Data to process ::

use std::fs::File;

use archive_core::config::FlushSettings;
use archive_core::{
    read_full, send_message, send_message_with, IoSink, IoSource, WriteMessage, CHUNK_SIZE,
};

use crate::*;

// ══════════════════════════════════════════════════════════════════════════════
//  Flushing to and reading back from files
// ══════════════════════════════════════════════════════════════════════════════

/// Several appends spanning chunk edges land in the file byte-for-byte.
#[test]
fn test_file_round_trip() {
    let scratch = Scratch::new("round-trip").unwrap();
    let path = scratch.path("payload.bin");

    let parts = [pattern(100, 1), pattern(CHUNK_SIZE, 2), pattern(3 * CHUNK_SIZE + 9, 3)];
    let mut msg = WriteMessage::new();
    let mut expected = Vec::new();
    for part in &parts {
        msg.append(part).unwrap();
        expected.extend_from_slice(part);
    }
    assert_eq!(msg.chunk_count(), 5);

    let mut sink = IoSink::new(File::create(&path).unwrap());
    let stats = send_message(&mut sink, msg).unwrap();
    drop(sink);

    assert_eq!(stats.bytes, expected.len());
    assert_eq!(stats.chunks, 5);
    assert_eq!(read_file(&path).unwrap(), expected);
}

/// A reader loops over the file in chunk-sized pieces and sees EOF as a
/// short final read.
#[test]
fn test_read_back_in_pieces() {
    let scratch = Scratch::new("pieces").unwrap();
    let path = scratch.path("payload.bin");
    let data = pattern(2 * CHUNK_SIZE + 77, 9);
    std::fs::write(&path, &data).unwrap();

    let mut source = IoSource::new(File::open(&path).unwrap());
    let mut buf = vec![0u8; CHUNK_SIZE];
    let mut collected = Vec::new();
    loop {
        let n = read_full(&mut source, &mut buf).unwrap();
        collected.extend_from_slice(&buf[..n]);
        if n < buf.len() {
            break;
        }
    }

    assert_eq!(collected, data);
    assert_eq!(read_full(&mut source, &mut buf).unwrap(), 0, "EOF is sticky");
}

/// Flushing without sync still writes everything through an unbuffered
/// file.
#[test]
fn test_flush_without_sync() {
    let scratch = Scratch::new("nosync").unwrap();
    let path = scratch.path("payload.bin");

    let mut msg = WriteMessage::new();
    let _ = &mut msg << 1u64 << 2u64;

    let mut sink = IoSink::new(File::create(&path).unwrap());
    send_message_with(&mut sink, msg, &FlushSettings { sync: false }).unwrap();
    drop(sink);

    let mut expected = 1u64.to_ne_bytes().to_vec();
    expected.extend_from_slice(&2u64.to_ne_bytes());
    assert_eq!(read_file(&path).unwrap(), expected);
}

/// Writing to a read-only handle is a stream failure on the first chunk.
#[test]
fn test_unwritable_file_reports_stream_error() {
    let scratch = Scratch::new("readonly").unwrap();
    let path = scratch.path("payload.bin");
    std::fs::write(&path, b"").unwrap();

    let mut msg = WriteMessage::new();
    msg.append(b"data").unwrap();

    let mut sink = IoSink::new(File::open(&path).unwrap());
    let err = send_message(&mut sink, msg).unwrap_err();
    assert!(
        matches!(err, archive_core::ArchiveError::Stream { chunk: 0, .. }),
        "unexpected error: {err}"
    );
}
--
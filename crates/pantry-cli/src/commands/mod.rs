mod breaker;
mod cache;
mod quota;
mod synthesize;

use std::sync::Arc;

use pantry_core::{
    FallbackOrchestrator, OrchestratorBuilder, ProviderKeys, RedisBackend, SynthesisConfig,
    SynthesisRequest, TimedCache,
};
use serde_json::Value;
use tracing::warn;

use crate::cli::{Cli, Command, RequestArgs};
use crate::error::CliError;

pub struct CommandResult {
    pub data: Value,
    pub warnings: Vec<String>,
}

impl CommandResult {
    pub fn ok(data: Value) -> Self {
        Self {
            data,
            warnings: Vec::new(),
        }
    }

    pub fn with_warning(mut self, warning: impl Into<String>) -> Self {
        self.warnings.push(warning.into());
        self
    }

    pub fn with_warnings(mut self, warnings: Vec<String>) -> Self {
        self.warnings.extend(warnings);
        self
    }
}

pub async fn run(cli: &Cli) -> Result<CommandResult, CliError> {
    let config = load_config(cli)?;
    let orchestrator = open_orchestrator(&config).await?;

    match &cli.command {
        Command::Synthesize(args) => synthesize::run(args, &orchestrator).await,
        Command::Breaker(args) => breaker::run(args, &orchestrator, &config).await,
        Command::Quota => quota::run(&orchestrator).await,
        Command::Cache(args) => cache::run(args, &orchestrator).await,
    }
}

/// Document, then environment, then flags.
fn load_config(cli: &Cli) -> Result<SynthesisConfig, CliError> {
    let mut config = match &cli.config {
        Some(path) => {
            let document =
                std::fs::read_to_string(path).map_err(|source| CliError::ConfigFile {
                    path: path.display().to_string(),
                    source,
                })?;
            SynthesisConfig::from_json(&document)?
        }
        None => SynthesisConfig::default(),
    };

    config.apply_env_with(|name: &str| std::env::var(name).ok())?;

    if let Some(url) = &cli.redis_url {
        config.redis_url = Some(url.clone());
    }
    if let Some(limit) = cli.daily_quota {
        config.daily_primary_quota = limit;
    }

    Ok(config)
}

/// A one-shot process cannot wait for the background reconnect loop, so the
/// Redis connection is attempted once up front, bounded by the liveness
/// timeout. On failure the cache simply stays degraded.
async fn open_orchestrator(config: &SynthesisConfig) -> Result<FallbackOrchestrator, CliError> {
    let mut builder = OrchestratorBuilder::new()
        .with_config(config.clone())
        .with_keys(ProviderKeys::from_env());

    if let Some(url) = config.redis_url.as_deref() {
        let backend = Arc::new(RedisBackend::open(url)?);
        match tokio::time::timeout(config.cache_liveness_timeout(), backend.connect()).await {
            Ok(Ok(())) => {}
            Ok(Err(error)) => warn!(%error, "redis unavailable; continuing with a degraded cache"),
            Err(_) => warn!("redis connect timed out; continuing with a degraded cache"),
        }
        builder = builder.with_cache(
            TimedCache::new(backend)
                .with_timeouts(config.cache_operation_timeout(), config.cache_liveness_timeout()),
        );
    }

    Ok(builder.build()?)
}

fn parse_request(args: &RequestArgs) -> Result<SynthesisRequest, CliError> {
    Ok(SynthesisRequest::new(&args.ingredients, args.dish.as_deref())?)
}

Directions :: Return each line of the material above that holds the string "failure".

Task response ::
/// Writing to a read-only handle is a stream failure on the first chunk.
/// timeout. On failure the cache simply stays degraded.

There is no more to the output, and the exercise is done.